[Start of section]

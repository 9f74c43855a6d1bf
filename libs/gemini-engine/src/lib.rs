use serde::{Deserialize, Serialize};
use thiserror::Error;
use tracing::{debug, instrument};
use tracing_subscriber::{fmt, EnvFilter};
use url::Url;

pub const DEFAULT_BASE_URL: &str = "https://generativelanguage.googleapis.com";
pub const DEFAULT_MODEL: &str = "gemini-2.0-flash";

// --- Shared Utilities ---

/// Extract the domain/host from a URL string safely.
/// Returns "unknown" if the URL cannot be parsed.
pub fn extract_domain(url: &str) -> String {
    Url::parse(url)
        .ok()
        .and_then(|u| u.host_str().map(|s| s.to_string()))
        .unwrap_or_else(|| "unknown".to_string())
}

// --- Shared Logging ---

/// Initialize structured logging with JSON format in production (when RUST_LOG is set),
/// or pretty format for local development.
pub fn init_logging() {
    let is_production = std::env::var("RUST_LOG").is_ok();

    let filter = EnvFilter::try_from_default_env()
        .unwrap_or_else(|_| EnvFilter::new("info"));

    if is_production {
        let _ = fmt()
            .with_env_filter(filter)
            .json()
            .with_target(true)
            .with_thread_ids(false)
            .with_file(true)
            .with_line_number(true)
            .try_init();
    } else {
        let _ = fmt()
            .with_env_filter(filter)
            .with_target(false)
            .try_init();
    }
}

// --- Errors ---

#[derive(Debug, Error)]
pub enum EngineError {
    #[error("Gemini request failed: {0}")]
    Http(#[source] reqwest::Error),

    #[error("Gemini API returned {status}: {body}")]
    Status { status: u16, body: String },

    #[error("Gemini API Error: {0}")]
    Api(String),

    #[error("No content returned from Gemini")]
    Empty,
}

// --- Gemini Structs ---
#[derive(Serialize, Deserialize, Debug)]
pub struct GeminiPart {
    pub text: String,
}

#[derive(Serialize, Deserialize, Debug)]
pub struct GeminiContent {
    pub parts: Vec<GeminiPart>,
}

#[derive(Serialize, Debug)]
pub struct GeminiRequest {
    pub contents: Vec<GeminiContent>,
}

impl GeminiRequest {
    pub fn from_prompt(text: String) -> Self {
        Self {
            contents: vec![GeminiContent {
                parts: vec![GeminiPart { text }],
            }],
        }
    }
}

#[derive(Deserialize, Debug)]
pub struct GeminiCandidate {
    pub content: GeminiContent,
}

#[derive(Deserialize, Debug)]
pub struct GeminiResponse {
    pub candidates: Option<Vec<GeminiCandidate>>,
    pub error: Option<GeminiApiError>,
}

#[derive(Deserialize, Debug)]
pub struct GeminiApiError {
    pub message: String,
}

impl GeminiResponse {
    /// Text of the first part of the first candidate, or the API error it carries.
    pub fn into_text(self) -> Result<String, EngineError> {
        if let Some(error) = self.error {
            return Err(EngineError::Api(error.message));
        }

        self.candidates
            .and_then(|candidates| candidates.into_iter().next())
            .and_then(|first| first.content.parts.into_iter().next())
            .map(|part| part.text)
            .ok_or(EngineError::Empty)
    }
}

// --- Client ---

/// Thin `generateContent` client. The HTTP client carries the request timeout.
#[derive(Clone)]
pub struct GeminiClient {
    http: reqwest::Client,
    api_key: String,
    base_url: String,
    model: String,
}

impl std::fmt::Debug for GeminiClient {
    fn fmt(&self, f: &mut std::fmt::Formatter<'_>) -> std::fmt::Result {
        f.debug_struct("GeminiClient")
            .field("base_url", &self.base_url)
            .field("model", &self.model)
            .finish_non_exhaustive()
    }
}

impl GeminiClient {
    pub fn new(
        http: reqwest::Client,
        api_key: impl Into<String>,
        base_url: impl Into<String>,
        model: impl Into<String>,
    ) -> Self {
        Self {
            http,
            api_key: api_key.into(),
            base_url: base_url.into().trim_end_matches('/').to_string(),
            model: model.into(),
        }
    }

    fn endpoint(&self) -> String {
        format!("{}/v1beta/models/{}:generateContent", self.base_url, self.model)
    }

    fn request_url(&self) -> Result<Url, EngineError> {
        let mut url = Url::parse(&self.endpoint())
            .map_err(|e| EngineError::Api(format!("invalid Gemini endpoint: {}", e)))?;
        url.query_pairs_mut().append_pair("key", &self.api_key);
        Ok(url)
    }

    #[instrument(skip(self, prompt), fields(model = %self.model, prompt_len = prompt.len()))]
    pub async fn generate(&self, prompt: String) -> Result<String, EngineError> {
        debug!("Sending request to Gemini API");

        // Note: API key in query string is required by Gemini API - errors are stripped of the URL
        let res = self
            .http
            .post(self.request_url()?)
            .json(&GeminiRequest::from_prompt(prompt))
            .send()
            .await
            .map_err(|e| EngineError::Http(e.without_url()))?;

        let status = res.status();
        debug!(status = %status, "Gemini API response received");

        if !status.is_success() {
            let body = res.text().await.unwrap_or_default();
            return Err(EngineError::Status { status: status.as_u16(), body });
        }

        let resp: GeminiResponse = res.json().await.map_err(|e| EngineError::Http(e.without_url()))?;
        resp.into_text()
    }
}

#[cfg(test)]
mod tests {
    use super::*;

    #[test]
    fn test_extract_domain() {
        assert_eq!(extract_domain("https://news.ycombinator.com/item?id=1"), "news.ycombinator.com");
        assert_eq!(extract_domain("not a url"), "unknown");
    }

    #[test]
    fn test_gemini_request_serialization() {
        let request = GeminiRequest::from_prompt("Hello, Gemini!".to_string());

        let json = serde_json::to_string(&request).unwrap();
        assert!(json.contains("Hello, Gemini!"));
        assert!(json.contains("contents"));
        assert!(json.contains("parts"));
        assert!(json.contains("text"));
    }

    #[test]
    fn test_gemini_response_deserialization_success() {
        let json = r#"{
            "candidates": [{
                "content": {
                    "parts": [{"text": "Hello from Gemini!"}]
                }
            }]
        }"#;

        let response: GeminiResponse = serde_json::from_str(json).unwrap();
        assert_eq!(response.into_text().unwrap(), "Hello from Gemini!");
    }

    #[test]
    fn test_gemini_response_deserialization_error() {
        let json = r#"{
            "error": {
                "message": "API key invalid"
            }
        }"#;

        let response: GeminiResponse = serde_json::from_str(json).unwrap();
        match response.into_text() {
            Err(EngineError::Api(message)) => assert_eq!(message, "API key invalid"),
            other => panic!("expected API error, got {:?}", other),
        }
    }

    #[test]
    fn test_gemini_response_deserialization_empty() {
        let response: GeminiResponse = serde_json::from_str("{}").unwrap();
        assert!(matches!(response.into_text(), Err(EngineError::Empty)));
    }

    #[test]
    fn test_endpoint_trims_trailing_slash() {
        let client = GeminiClient::new(reqwest::Client::new(), "k", "http://localhost:9/", "gemini-pro");
        assert_eq!(client.endpoint(), "http://localhost:9/v1beta/models/gemini-pro:generateContent");
    }

    #[test]
    fn test_debug_hides_api_key() {
        let client = GeminiClient::new(reqwest::Client::new(), "secret-key", DEFAULT_BASE_URL, DEFAULT_MODEL);
        assert!(!format!("{:?}", client).contains("secret-key"));
    }
}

[End of section]

Exercise
Locate all lines in the listing above with the word "false". Copy them.

Response area
            .with_thread_ids(false)
            .with_target(false)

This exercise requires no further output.